In a preliminary study a few years back, researchers found that an educational, online comic strip geared toward 8- to 10-year-old black girls helped them eat better and exercise more. But there were only 80 girls, and they all self-reported, and it's unclear whether the fact that they were paid skewed the results.

Now, the program's creators are set to really put the comic strips to the test when they launch a larger study, with 400 volunteers and their parents, to test the Web-based program. Called the "Food, Fun, and Fitness Internet Program for Girls," the comic strips were created by researchers at the ARS Children's Nutrition Research Center at Baylor College of Medicine in Houston, Texas, who plan to write another one specifically for Hispanic girls.

The first study, published in the journals Health Education Research in 2007 and Preventive Medicine in 2008, followed girls over an eight-week period as they accessed the online comic strips at home and watched an unfolding drama of six comic strip girls very much like themselves.

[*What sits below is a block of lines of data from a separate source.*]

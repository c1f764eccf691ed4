//! Chat server binary.
//!
//! Usage: `chatwire-server [port]` (default 8080). Binds on all
//! interfaces. Log verbosity follows `RUST_LOG`, defaulting to `info`.

use chatwire::{ChatError, ChatServer};
use tracing_subscriber::EnvFilter;

#[tokio::main]
async fn main() -> Result<(), ChatError> {
    let filter = EnvFilter::try_from_default_env()
        .unwrap_or_else(|_| EnvFilter::new("info"));
    tracing_subscriber::fmt()
        .with_env_filter(filter)
        .with_target(false)
        .init();

    let port: u16 = match std::env::args().nth(1) {
        Some(arg) => match arg.parse() {
            Ok(port) => port,
            Err(_) => {
                eprintln!("usage: chatwire-server [port]");
                std::process::exit(2);
            }
        },
        None => 8080,
    };

    let server = ChatServer::builder()
        .bind(&format!("0.0.0.0:{port}"))
        .build()
        .await?;

    if let Ok(addr) = server.local_addr() {
        tracing::info!(%addr, "listening");
    }
    server.run().await
}
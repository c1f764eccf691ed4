//! Integration tests for the TCP transport.
//!
//! These spin up a real listener and a real client socket to verify that
//! frames actually cross the network intact, in both directions, and that
//! a clean close surfaces as `Ok(None)`.

use chatwire_transport::{Connection, TcpConnection, TcpTransport, Transport};

/// Binds a transport on an OS-assigned port and returns it with its address.
async fn bind_transport() -> (TcpTransport, String) {
    let transport = TcpTransport::bind("127.0.0.1:0")
        .await
        .expect("should bind");
    let addr = transport
        .local_addr()
        .expect("should have local addr")
        .to_string();
    (transport, addr)
}

#[tokio::test]
async fn test_tcp_accept_and_send_receive() {
    let (mut transport, addr) = bind_transport().await;

    let server_handle =
        tokio::spawn(async move { transport.accept().await.expect("should accept") });

    let client = TcpConnection::connect(&addr).await.expect("should connect");
    let server_conn = server_handle.await.expect("task should complete");

    assert!(server_conn.id().into_inner() > 0);
    assert_ne!(server_conn.id(), client.id());

    // --- Server sends, client receives ---
    server_conn
        .send(b"hello from server")
        .await
        .expect("send should succeed");
    let frame = client
        .recv()
        .await
        .expect("recv should succeed")
        .expect("should have data");
    assert_eq!(frame, b"hello from server");

    // --- Client sends, server receives ---
    client
        .send(b"hello from client")
        .await
        .expect("send should succeed");
    let frame = server_conn
        .recv()
        .await
        .expect("recv should succeed")
        .expect("should have data");
    assert_eq!(frame, b"hello from client");

    server_conn.close().await.expect("close should succeed");
}

#[tokio::test]
async fn test_tcp_recv_returns_none_on_peer_close() {
    let (mut transport, addr) = bind_transport().await;

    let server_handle =
        tokio::spawn(async move { transport.accept().await.expect("should accept") });

    let client = TcpConnection::connect(&addr).await.expect("should connect");
    let server_conn = server_handle.await.unwrap();

    client.close().await.expect("close should succeed");

    let result = server_conn.recv().await.expect("recv should not error");
    assert!(result.is_none(), "should return None on peer close");
}

#[tokio::test]
async fn test_tcp_frames_do_not_coalesce() {
    // Two back-to-back sends must come out as two distinct frames even
    // though TCP may deliver them in a single segment.
    let (mut transport, addr) = bind_transport().await;

    let server_handle =
        tokio::spawn(async move { transport.accept().await.expect("should accept") });

    let client = TcpConnection::connect(&addr).await.expect("should connect");
    let server_conn = server_handle.await.unwrap();

    client.send(b"first").await.unwrap();
    client.send(b"second").await.unwrap();

    assert_eq!(server_conn.recv().await.unwrap().unwrap(), b"first");
    assert_eq!(server_conn.recv().await.unwrap().unwrap(), b"second");
}

#[tokio::test]
async fn test_tcp_connect_to_closed_port_fails() {
    // Bind and immediately drop to get a port nothing listens on.
    let (transport, addr) = bind_transport().await;
    drop(transport);

    let result = TcpConnection::connect(&addr).await;
    assert!(result.is_err(), "connect to a dead port should fail");
}

#[tokio::test]
async fn test_tcp_empty_frame_round_trip() {
    let (mut transport, addr) = bind_transport().await;

    let server_handle =
        tokio::spawn(async move { transport.accept().await.expect("should accept") });

    let client = TcpConnection::connect(&addr).await.expect("should connect");
    let server_conn = server_handle.await.unwrap();

    client.send(b"").await.unwrap();
    let frame = server_conn.recv().await.unwrap().unwrap();
    assert!(frame.is_empty());
}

Every day the characters had to try to eat at least five servings of fruits and veggies, drink at least five glasses of water, and spend more time being physically active. After watching the online drama, the study participants set their own diet and physical fitness goals and filed updates weekly.

Not only did these girls log on regularly (again, remember that some were being paid $5 at random for an incentive), their increase in fruit and veggie consumption as well as physical activity was "statistically significant," according to the researchers. The biggest trick, they say, is figuring out why across all participants the log-on rate dropped significantly over weeks four and five of the study.